▶ WORK TO COMPLETE
From the entries below, output the line with "takes the lock" and each following line up to and including the line with "impl std::fmt::Debug for", exactly as written.

▶ DATASET EXCERPTS
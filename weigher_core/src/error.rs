use thiserror::Error;

#[derive(Debug, Error, Clone, PartialEq, Eq)]
pub enum ScaleError {
    #[error("scale not connected")]
    NotConnected,
    #[error("serial transport error: {0}")]
    Transport(String),
    #[error("serial read timed out")]
    Timeout,
    #[error("sink error: {0}")]
    Sink(String),
    #[error("configuration error: {0}")]
    Config(String),
    #[error("internal error: {0}")]
    Internal(String),
}

impl ScaleError {
    /// Faults that end the current port session and trigger a rescan.
    pub fn is_transport(&self) -> bool {
        matches!(self, ScaleError::Transport(_))
    }
}

/// Why an 11-byte frame carried no usable number.
#[derive(Debug, Error, Clone, PartialEq, Eq)]
pub enum FrameError {
    #[error("frame is not ascii")]
    NotAscii,
    #[error("numeric field is empty")]
    EmptyField,
    #[error("numeric field {0:?} is not an integer")]
    BadDigits(String),
}

pub type Result<T> = eyre::Result<T>;
pub use eyre::Report;
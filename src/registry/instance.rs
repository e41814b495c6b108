//! registry::instance
//!
//! The unit of registry state: one configured folder bound to the git
//! process boundary.
//!
//! # Concurrency
//!
//! Every instance carries its own async operation lock. All mutating
//! operations — stage, unstage, discard, checkout, commit, push, pull and
//! the whole auto-commit cycle — hold it for their full duration, because
//! the external git process mutates a shared on-disk index. Two mutations
//! racing on the same repository would corrupt it; mutations on different
//! repositories proceed fully in parallel.
//!
//! Reads (status, diff, log, branch listing) run unserialized — git
//! tolerates concurrent readers.
//!
//! The `_unlocked` variants exist for the scheduler, which takes the lock
//! once around an entire stage → commit → push cycle.

use std::path::{Path, PathBuf};
use std::sync::Arc;

use tokio::sync::{Mutex, MutexGuard};
use tracing::debug;

use super::RegistryError;
use crate::core::config::RepoConfig;
use crate::credentials::CredentialSetup;
use crate::git::{translate, GitClient, GitError, LogEntry, Remote, RepoStatus};
use crate::scheduler::SchedulerHandle;

/// Runtime binding of a configured folder to the git process boundary.
///
/// Exactly one instance exists per folder id; the registry exclusively
/// owns the instance set.
pub struct RepoInstance {
    config: RepoConfig,
    abs_path: PathBuf,
    client: Arc<dyn GitClient>,
    /// Serializes mutating operations against this repository.
    op_lock: Mutex<()>,
    /// Auto-commit scheduler handle; `Some` iff the configured interval
    /// is positive and the instance is live.
    scheduler: std::sync::Mutex<Option<SchedulerHandle>>,
}

impl std::fmt::Debug for RepoInstance {
    fn fmt(&self, f: &mut std::fmt::Formatter<'_>) -> std::fmt::Result {
        f.debug_struct("RepoInstance")
            .field("folder_id", &self.config.folder_id)
            .field("abs_path", &self.abs_path)
            .field("scheduler", &self.has_scheduler())
            .finish()
    }
}

impl RepoInstance {
    pub(crate) fn new(config: RepoConfig, abs_path: PathBuf, client: Arc<dyn GitClient>) -> Self {
        Self {
            config,
            abs_path,
            client,
            op_lock: Mutex::new(()),
            scheduler: std::sync::Mutex::new(None),
        }
    }

    /// Configuration this instance was registered with.
    pub fn config(&self) -> &RepoConfig {
        &self.config
    }

    /// Folder id key of this instance.
    pub fn folder_id(&self) -> &str {
        &self.config.folder_id
    }

    /// Absolute path of the working directory.
    pub fn abs_path(&self) -> &Path {
        &self.abs_path
    }

    pub(crate) fn client(&self) -> &Arc<dyn GitClient> {
        &self.client
    }

    /// Acquire the per-repository operation lock.
    pub(crate) async fn lock_ops(&self) -> MutexGuard<'_, ()> {
        self.op_lock.lock().await
    }

    // Scheduler slot -----------------------------------------------------

    pub(crate) fn attach_scheduler(&self, handle: SchedulerHandle) {
        let mut slot = self.scheduler.lock().expect("scheduler slot poisoned");
        if let Some(old) = slot.replace(handle) {
            old.stop();
        }
    }

    /// Stop and release the scheduler, if one is attached.
    pub(crate) fn stop_scheduler(&self) {
        let mut slot = self.scheduler.lock().expect("scheduler slot poisoned");
        if let Some(handle) = slot.take() {
            handle.stop();
            debug!(folder_id = %self.config.folder_id, "stopped auto-commit scheduler");
        }
    }

    /// Whether an auto-commit scheduler is currently attached.
    pub fn has_scheduler(&self) -> bool {
        self.scheduler
            .lock()
            .expect("scheduler slot poisoned")
            .is_some()
    }

    // Reads (unserialized) -----------------------------------------------

    /// Normalized status snapshot, recomputed on every call.
    pub async fn status(&self) -> Result<RepoStatus, GitError> {
        self.status_unlocked().await
    }

    /// Unified diff of one file; `--cached` scope when `staged`.
    pub async fn diff(&self, file: &str, staged: bool) -> Result<String, GitError> {
        self.client.diff_file(&self.abs_path, file, staged).await
    }

    /// Most-recent-first history, bounded by `limit`.
    pub async fn log(&self, limit: usize) -> Result<Vec<LogEntry>, GitError> {
        self.client.log(&self.abs_path, limit).await
    }

    /// Currently checked-out branch.
    pub async fn branch(&self) -> Result<String, GitError> {
        self.client.current_branch(&self.abs_path).await
    }

    /// All local branches.
    pub async fn branches(&self) -> Result<Vec<String>, GitError> {
        self.client.branches(&self.abs_path).await
    }

    /// Configured remotes.
    pub async fn remotes(&self) -> Result<Vec<Remote>, GitError> {
        self.client.remotes(&self.abs_path).await
    }

    // Mutations (serialized) ---------------------------------------------

    /// Stage the given repository-relative paths.
    pub async fn stage(&self, files: &[String]) -> Result<(), GitError> {
        let _guard = self.lock_ops().await;
        self.client.stage(&self.abs_path, files).await
    }

    /// Stage every change, including untracked files.
    pub async fn stage_all(&self) -> Result<(), GitError> {
        let _guard = self.lock_ops().await;
        self.stage_all_unlocked().await
    }

    /// Unstage the given paths, keeping working-tree content.
    pub async fn unstage(&self, files: &[String]) -> Result<(), GitError> {
        let _guard = self.lock_ops().await;
        self.client.unstage(&self.abs_path, files).await
    }

    /// Unstage everything.
    pub async fn unstage_all(&self) -> Result<(), GitError> {
        let _guard = self.lock_ops().await;
        self.client.unstage_all(&self.abs_path).await
    }

    /// Hard checkout-from-HEAD of the given paths.
    ///
    /// Irreversible: uncommitted edits to those paths are destroyed.
    pub async fn discard(&self, files: &[String]) -> Result<(), GitError> {
        let _guard = self.lock_ops().await;
        self.client.discard(&self.abs_path, files).await
    }

    /// Commit currently staged content.
    pub async fn commit(&self, message: &str) -> Result<String, GitError> {
        let _guard = self.lock_ops().await;
        self.commit_unlocked(message).await
    }

    /// Check out a branch.
    pub async fn checkout(&self, branch: &str) -> Result<(), GitError> {
        let _guard = self.lock_ops().await;
        self.client.checkout(&self.abs_path, branch).await
    }

    /// Add a remote.
    pub async fn add_remote(&self, name: &str, url: &str) -> Result<(), GitError> {
        let _guard = self.lock_ops().await;
        self.client.add_remote(&self.abs_path, name, url).await
    }

    /// Configure credentials, then push; sets upstream on first push.
    pub async fn push(&self, credentials: &CredentialSetup) -> Result<(), RegistryError> {
        let _guard = self.lock_ops().await;
        self.push_unlocked(credentials).await
    }

    /// Configure credentials, then pull.
    pub async fn pull(&self, credentials: &CredentialSetup) -> Result<(), RegistryError> {
        let _guard = self.lock_ops().await;
        credentials
            .configure(self.client.as_ref(), &self.abs_path, &self.config.remote_name)
            .await?;
        self.client.pull(&self.abs_path).await?;
        Ok(())
    }

    // Lock-free internals for the scheduler cycle ------------------------

    pub(crate) async fn status_unlocked(&self) -> Result<RepoStatus, GitError> {
        let raw = self.client.status(&self.abs_path).await?;
        Ok(translate(&self.config.folder_id, &raw))
    }

    pub(crate) async fn stage_all_unlocked(&self) -> Result<(), GitError> {
        self.client.stage_all(&self.abs_path).await
    }

    pub(crate) async fn commit_unlocked(&self, message: &str) -> Result<String, GitError> {
        self.client.commit(&self.abs_path, message).await
    }

    pub(crate) async fn push_unlocked(
        &self,
        credentials: &CredentialSetup,
    ) -> Result<(), RegistryError> {
        credentials
            .configure(self.client.as_ref(), &self.abs_path, &self.config.remote_name)
            .await?;

        let branch = self.client.current_branch(&self.abs_path).await?;
        let set_upstream = !self.client.has_upstream(&self.abs_path).await;
        self.client
            .push(&self.abs_path, &self.config.remote_name, &branch, set_upstream)
            .await?;
        Ok(())
    }
}
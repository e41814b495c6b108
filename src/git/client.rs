//! git::client
//!
//! The process-boundary capability trait.
//!
//! # Design
//!
//! [`GitClient`] is async because every operation may shell out to a
//! long-running external process. Implementations are stateless: the
//! working directory is a parameter on every call, so one shared client
//! serves every repository in the vault.
//!
//! The registry owns serialization. Implementations perform no locking of
//! their own; two concurrent calls against the same directory are the
//! caller's race to prevent.
//!
//! # Example
//!
//! ```ignore
//! use gitvault::git::{GitClient, CommandGitClient};
//! use std::path::Path;
//!
//! async fn show_branch(client: &dyn GitClient, repo: &Path) -> Result<(), gitvault::git::GitError> {
//!     let branch = client.current_branch(repo).await?;
//!     println!("on {branch}");
//!     Ok(())
//! }
//! ```

use std::path::Path;

use async_trait::async_trait;
use chrono::{DateTime, FixedOffset};
use serde::Serialize;

use super::status::RawStatus;
use super::GitError;

/// A configured remote.
#[derive(Debug, Clone, PartialEq, Eq, Serialize)]
pub struct Remote {
    /// Remote name (e.g. "origin").
    pub name: String,
    /// Fetch URL.
    pub url: String,
}

/// One commit in the history listing.
#[derive(Debug, Clone, PartialEq, Eq, Serialize)]
pub struct LogEntry {
    /// Full commit hash.
    pub full_hash: String,
    /// Abbreviated hash (7 characters).
    pub short_hash: String,
    /// Commit subject line.
    pub message: String,
    /// Author name.
    pub author_name: String,
    /// Author date.
    pub date: DateTime<FixedOffset>,
    /// Paths touched by this commit.
    pub changed_files: Vec<String>,
}

/// Discrete operations against one git working directory.
///
/// Implementations must be `Send + Sync`; the registry shares one client
/// across all repository instances and scheduler tasks.
#[async_trait]
pub trait GitClient: Send + Sync {
    /// Whether the directory is inside a valid git repository.
    async fn is_repository(&self, path: &Path) -> bool;

    /// Initialize a new repository at the directory.
    async fn init(&self, path: &Path) -> Result<(), GitError>;

    /// Clone a repository from `url` into the directory.
    async fn clone_repo(&self, url: &str, path: &Path) -> Result<(), GitError>;

    /// Raw status: branch header, ahead/behind, per-path records.
    async fn status(&self, path: &Path) -> Result<RawStatus, GitError>;

    /// Stage the given repository-relative paths.
    async fn stage(&self, path: &Path, files: &[String]) -> Result<(), GitError>;

    /// Stage every change, including untracked files.
    async fn stage_all(&self, path: &Path) -> Result<(), GitError>;

    /// Remove the given paths from the index, keeping working-tree content.
    async fn unstage(&self, path: &Path, files: &[String]) -> Result<(), GitError>;

    /// Remove everything from the index, keeping working-tree content.
    async fn unstage_all(&self, path: &Path) -> Result<(), GitError>;

    /// Check the given paths out from HEAD, discarding working-tree edits.
    ///
    /// Irreversible: uncommitted content is destroyed. Confirmation is the
    /// caller's concern.
    async fn discard(&self, path: &Path, files: &[String]) -> Result<(), GitError>;

    /// Commit staged content, returning the new commit hash.
    ///
    /// # Errors
    ///
    /// [`GitError::NothingToCommit`] when the index holds no changes.
    async fn commit(&self, path: &Path, message: &str) -> Result<String, GitError>;

    /// Unified diff of one file; index-to-HEAD when `staged`, otherwise
    /// working-tree-to-index.
    async fn diff_file(&self, path: &Path, file: &str, staged: bool) -> Result<String, GitError>;

    /// Most-recent-first history, at most `limit` entries, with the files
    /// touched per commit.
    async fn log(&self, path: &Path, limit: usize) -> Result<Vec<LogEntry>, GitError>;

    /// Name of the currently checked-out branch.
    async fn current_branch(&self, path: &Path) -> Result<String, GitError>;

    /// All local branch names.
    async fn branches(&self, path: &Path) -> Result<Vec<String>, GitError>;

    /// Check out the given branch.
    async fn checkout(&self, path: &Path, branch: &str) -> Result<(), GitError>;

    /// List configured remotes with their fetch URLs.
    async fn remotes(&self, path: &Path) -> Result<Vec<Remote>, GitError>;

    /// Add a remote.
    async fn add_remote(&self, path: &Path, name: &str, url: &str) -> Result<(), GitError>;

    /// Whether the current branch has an upstream tracking branch.
    async fn has_upstream(&self, path: &Path) -> bool;

    /// Push to `remote`/`branch`, with `--set-upstream` when requested.
    async fn push(
        &self,
        path: &Path,
        remote: &str,
        branch: &str,
        set_upstream: bool,
    ) -> Result<(), GitError>;

    /// Pull from the configured upstream.
    async fn pull(&self, path: &Path) -> Result<(), GitError>;

    /// Authoritative ignore check for one repository-relative path.
    ///
    /// Any failure (including "not ignored") reads as `false`.
    async fn check_ignore(&self, path: &Path, file: &str) -> bool;

    /// Write a repository-local (never global) configuration entry.
    async fn set_local_config(&self, path: &Path, key: &str, value: &str)
        -> Result<(), GitError>;
}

▶ ANSWER SPACE
//! The `_unlocked` variants exist for the scheduler, which takes the lock
//! once around an entire stage → commit → push cycle.

use std::path::{Path, PathBuf};
use std::sync::Arc;

use tokio::sync::{Mutex, MutexGuard};
use tracing::debug;

use super::RegistryError;
use crate::core::config::RepoConfig;
use crate::credentials::CredentialSetup;
use crate::git::{translate, GitClient, GitError, LogEntry, Remote, RepoStatus};
use crate::scheduler::SchedulerHandle;

/// Runtime binding of a configured folder to the git process boundary.
///
/// Exactly one instance exists per folder id; the registry exclusively
/// owns the instance set.
pub struct RepoInstance {
    config: RepoConfig,
    abs_path: PathBuf,
    client: Arc<dyn GitClient>,
    /// Serializes mutating operations against this repository.
    op_lock: Mutex<()>,
    /// Auto-commit scheduler handle; `Some` iff the configured interval
    /// is positive and the instance is live.
    scheduler: std::sync::Mutex<Option<SchedulerHandle>>,
}

impl std::fmt::Debug for RepoInstance {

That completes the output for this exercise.